[Stored data]
....................

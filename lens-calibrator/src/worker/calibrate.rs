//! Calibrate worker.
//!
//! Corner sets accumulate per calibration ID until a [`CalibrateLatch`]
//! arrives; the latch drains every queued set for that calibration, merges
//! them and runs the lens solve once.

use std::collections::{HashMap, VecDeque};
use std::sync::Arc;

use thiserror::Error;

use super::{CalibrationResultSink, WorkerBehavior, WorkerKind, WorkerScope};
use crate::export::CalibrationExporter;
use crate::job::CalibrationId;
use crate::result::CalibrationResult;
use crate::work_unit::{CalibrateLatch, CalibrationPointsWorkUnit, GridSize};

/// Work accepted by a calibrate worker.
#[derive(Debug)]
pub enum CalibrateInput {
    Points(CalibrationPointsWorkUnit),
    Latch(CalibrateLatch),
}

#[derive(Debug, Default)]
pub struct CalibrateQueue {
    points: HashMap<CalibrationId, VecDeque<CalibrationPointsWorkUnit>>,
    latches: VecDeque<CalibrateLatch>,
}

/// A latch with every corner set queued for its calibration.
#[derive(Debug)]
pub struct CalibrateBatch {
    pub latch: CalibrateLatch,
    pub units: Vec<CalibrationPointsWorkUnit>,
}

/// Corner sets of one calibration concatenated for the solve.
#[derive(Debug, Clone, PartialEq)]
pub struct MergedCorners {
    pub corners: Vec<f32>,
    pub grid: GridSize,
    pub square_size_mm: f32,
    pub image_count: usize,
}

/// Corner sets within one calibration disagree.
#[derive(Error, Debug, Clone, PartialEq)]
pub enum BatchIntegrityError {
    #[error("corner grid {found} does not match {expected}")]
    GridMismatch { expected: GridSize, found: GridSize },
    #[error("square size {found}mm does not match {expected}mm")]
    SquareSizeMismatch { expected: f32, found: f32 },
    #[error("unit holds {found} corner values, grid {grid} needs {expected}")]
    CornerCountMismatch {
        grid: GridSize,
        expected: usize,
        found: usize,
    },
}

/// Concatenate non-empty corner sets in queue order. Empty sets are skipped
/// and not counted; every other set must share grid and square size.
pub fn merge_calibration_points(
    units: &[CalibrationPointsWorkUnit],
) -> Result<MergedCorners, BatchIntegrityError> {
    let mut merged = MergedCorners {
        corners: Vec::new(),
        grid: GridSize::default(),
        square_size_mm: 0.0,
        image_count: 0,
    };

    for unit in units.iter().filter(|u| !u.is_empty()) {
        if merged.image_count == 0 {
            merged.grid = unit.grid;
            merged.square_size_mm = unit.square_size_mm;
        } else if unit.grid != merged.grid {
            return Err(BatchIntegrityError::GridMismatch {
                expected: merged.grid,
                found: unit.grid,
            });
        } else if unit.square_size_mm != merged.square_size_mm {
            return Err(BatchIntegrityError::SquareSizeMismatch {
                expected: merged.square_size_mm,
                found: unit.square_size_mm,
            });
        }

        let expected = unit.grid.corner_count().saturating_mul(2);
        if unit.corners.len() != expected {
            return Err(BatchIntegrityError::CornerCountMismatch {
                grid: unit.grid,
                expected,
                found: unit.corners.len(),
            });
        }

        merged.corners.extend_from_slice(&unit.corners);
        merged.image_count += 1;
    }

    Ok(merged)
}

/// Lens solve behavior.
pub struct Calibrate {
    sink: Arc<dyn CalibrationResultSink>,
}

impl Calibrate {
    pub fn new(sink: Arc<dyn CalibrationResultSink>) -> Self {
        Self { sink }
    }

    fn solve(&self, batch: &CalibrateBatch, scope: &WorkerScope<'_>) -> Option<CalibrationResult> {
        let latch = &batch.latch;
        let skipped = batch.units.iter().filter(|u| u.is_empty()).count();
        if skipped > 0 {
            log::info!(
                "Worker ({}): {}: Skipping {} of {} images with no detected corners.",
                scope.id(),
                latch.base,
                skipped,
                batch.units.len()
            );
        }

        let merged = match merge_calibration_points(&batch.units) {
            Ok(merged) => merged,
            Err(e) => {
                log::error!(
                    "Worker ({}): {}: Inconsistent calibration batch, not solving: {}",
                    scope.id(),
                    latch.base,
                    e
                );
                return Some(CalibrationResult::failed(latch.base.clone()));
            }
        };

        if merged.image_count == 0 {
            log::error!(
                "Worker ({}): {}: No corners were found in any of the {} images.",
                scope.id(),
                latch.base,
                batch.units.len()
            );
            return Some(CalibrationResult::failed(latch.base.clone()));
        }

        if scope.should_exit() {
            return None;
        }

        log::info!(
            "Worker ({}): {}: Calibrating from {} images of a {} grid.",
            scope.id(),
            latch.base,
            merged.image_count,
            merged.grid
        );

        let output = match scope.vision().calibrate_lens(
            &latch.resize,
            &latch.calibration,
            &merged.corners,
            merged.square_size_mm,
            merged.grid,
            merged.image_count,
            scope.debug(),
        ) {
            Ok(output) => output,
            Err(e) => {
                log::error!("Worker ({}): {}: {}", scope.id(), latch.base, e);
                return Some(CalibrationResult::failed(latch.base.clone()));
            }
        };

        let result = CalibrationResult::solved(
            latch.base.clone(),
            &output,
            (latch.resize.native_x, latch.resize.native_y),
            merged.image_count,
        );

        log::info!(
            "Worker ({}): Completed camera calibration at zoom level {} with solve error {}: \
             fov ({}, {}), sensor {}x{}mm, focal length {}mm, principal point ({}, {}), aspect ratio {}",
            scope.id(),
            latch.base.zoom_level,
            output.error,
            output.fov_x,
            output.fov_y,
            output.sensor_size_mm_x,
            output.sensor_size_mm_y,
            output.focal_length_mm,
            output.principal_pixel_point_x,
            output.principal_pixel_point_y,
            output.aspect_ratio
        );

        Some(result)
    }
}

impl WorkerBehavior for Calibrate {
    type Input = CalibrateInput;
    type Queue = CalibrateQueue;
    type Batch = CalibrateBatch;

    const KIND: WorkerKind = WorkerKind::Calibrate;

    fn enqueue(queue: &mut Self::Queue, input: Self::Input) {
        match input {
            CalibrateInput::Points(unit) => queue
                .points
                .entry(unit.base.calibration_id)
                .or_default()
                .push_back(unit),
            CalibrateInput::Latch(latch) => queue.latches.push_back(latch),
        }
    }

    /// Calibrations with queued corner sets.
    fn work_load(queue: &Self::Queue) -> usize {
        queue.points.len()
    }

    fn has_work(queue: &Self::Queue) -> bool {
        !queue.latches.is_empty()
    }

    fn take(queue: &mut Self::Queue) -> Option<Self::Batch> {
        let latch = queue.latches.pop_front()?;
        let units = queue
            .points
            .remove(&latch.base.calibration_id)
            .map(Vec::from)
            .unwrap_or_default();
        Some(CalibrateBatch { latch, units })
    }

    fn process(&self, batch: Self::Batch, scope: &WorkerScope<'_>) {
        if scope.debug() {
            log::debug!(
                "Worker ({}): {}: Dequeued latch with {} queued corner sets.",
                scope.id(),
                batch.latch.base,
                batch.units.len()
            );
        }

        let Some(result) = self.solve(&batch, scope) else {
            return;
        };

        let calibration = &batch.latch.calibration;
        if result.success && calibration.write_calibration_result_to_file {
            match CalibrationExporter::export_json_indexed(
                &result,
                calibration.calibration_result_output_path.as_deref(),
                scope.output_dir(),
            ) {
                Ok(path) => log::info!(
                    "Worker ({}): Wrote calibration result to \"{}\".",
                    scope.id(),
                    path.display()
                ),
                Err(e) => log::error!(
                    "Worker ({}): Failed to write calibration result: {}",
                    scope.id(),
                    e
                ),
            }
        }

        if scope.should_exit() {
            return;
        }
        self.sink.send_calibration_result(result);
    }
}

....................

* [Assignment] Tally the lines in the records above that contain the word "CalibrateLatch". Write the number and nothing else.

* [Answer to this exercise] 5